- MATERIAL FOR THE TASK:
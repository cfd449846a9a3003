// SPDX-License-Identifier: MIT
// Copyright (c) 2026 Alfred Jean LLC

//! Parse helper functions for configuration.

use std::path::{Path, PathBuf};

use toml::value::Table;

use super::ScanConfig;
use crate::error::{Error, Result};

/// Known keys in the `[scan]` table.
const KNOWN_SCAN_KEYS: &[&str] = &["pattern", "files", "show_table", "max_file_size"];

/// Error for a known key holding the wrong kind of value.
fn invalid_value(path: &Path, key: &str, expected: &str) -> Error {
    Error::Config {
        message: format!("{}: `scan.{}` must be {}", path.display(), key, expected),
        path: Some(path.to_path_buf()),
    }
}

/// Parse an optional TOML string.
fn parse_string(table: &Table, key: &str, path: &Path) -> Result<Option<String>> {
    match table.get(key) {
        None => Ok(None),
        Some(value) => value
            .as_str()
            .map(|s| Some(s.to_string()))
            .ok_or_else(|| invalid_value(path, key, "a string")),
    }
}

/// Parse an optional TOML array of strings.
fn parse_string_array(table: &Table, key: &str, path: &Path) -> Result<Option<Vec<String>>> {
    let Some(value) = table.get(key) else {
        return Ok(None);
    };
    let expected = || invalid_value(path, key, "an array of strings");
    value
        .as_array()
        .ok_or_else(expected)?
        .iter()
        .map(|v| v.as_str().map(String::from).ok_or_else(expected))
        .collect::<Result<Vec<_>>>()
        .map(Some)
}

/// Parse an optional TOML boolean.
fn parse_bool(table: &Table, key: &str, path: &Path) -> Result<Option<bool>> {
    match table.get(key) {
        None => Ok(None),
        Some(value) => value
            .as_bool()
            .map(Some)
            .ok_or_else(|| invalid_value(path, key, "a boolean")),
    }
}

/// Parse an optional non-negative TOML integer.
fn parse_u64(table: &Table, key: &str, path: &Path) -> Result<Option<u64>> {
    match table.get(key) {
        None => Ok(None),
        Some(value) => value
            .as_integer()
            .and_then(|v| u64::try_from(v).ok())
            .map(Some)
            .ok_or_else(|| invalid_value(path, key, "a non-negative integer")),
    }
}

/// Parse the `[scan]` table, warning about unknown fields.
pub(super) fn parse_scan_config(value: Option<&toml::Value>, path: &Path) -> Result<ScanConfig> {
    let t = match value {
        None => return Ok(ScanConfig::default()),
        Some(toml::Value::Table(t)) => t,
        Some(_) => {
            return Err(Error::Config {
                message: format!("{}: `scan` must be a table", path.display()),
                path: Some(path.to_path_buf()),
            });
        }
    };

    for key in t.keys() {
        if !KNOWN_SCAN_KEYS.contains(&key.as_str()) {
            warn_unknown_key(path, &format!("scan.{}", key));
        }
    }

    let defaults = ScanConfig::default();
    Ok(ScanConfig {
        pattern: parse_string(t, "pattern", path)?,
        files: parse_string_array(t, "files", path)?
            .unwrap_or_default()
            .into_iter()
            .map(PathBuf::from)
            .collect(),
        show_table: parse_bool(t, "show_table", path)?.unwrap_or(defaults.show_table),
        max_file_size: parse_u64(t, "max_file_size", path)?.unwrap_or(defaults.max_file_size),
    })
}

/// Warn about an unrecognized config key.
pub(super) fn warn_unknown_key(path: &Path, key: &str) {
    eprintln!(
        "shiftscan: warning: {}: unrecognized field `{}` (ignored)",
        path.display(),
        key
    );
}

- WORK TO BE COMPLETED: Look through the material above for the string "format" and copy each line that has it.

- ANSWER TO THIS PROBLEM:
        message: format!("{}: `scan.{}` must be {}", path.display(), key, expected),
                message: format!("{}: `scan` must be a table", path.display()),
            warn_unknown_key(path, &format!("scan.{}", key));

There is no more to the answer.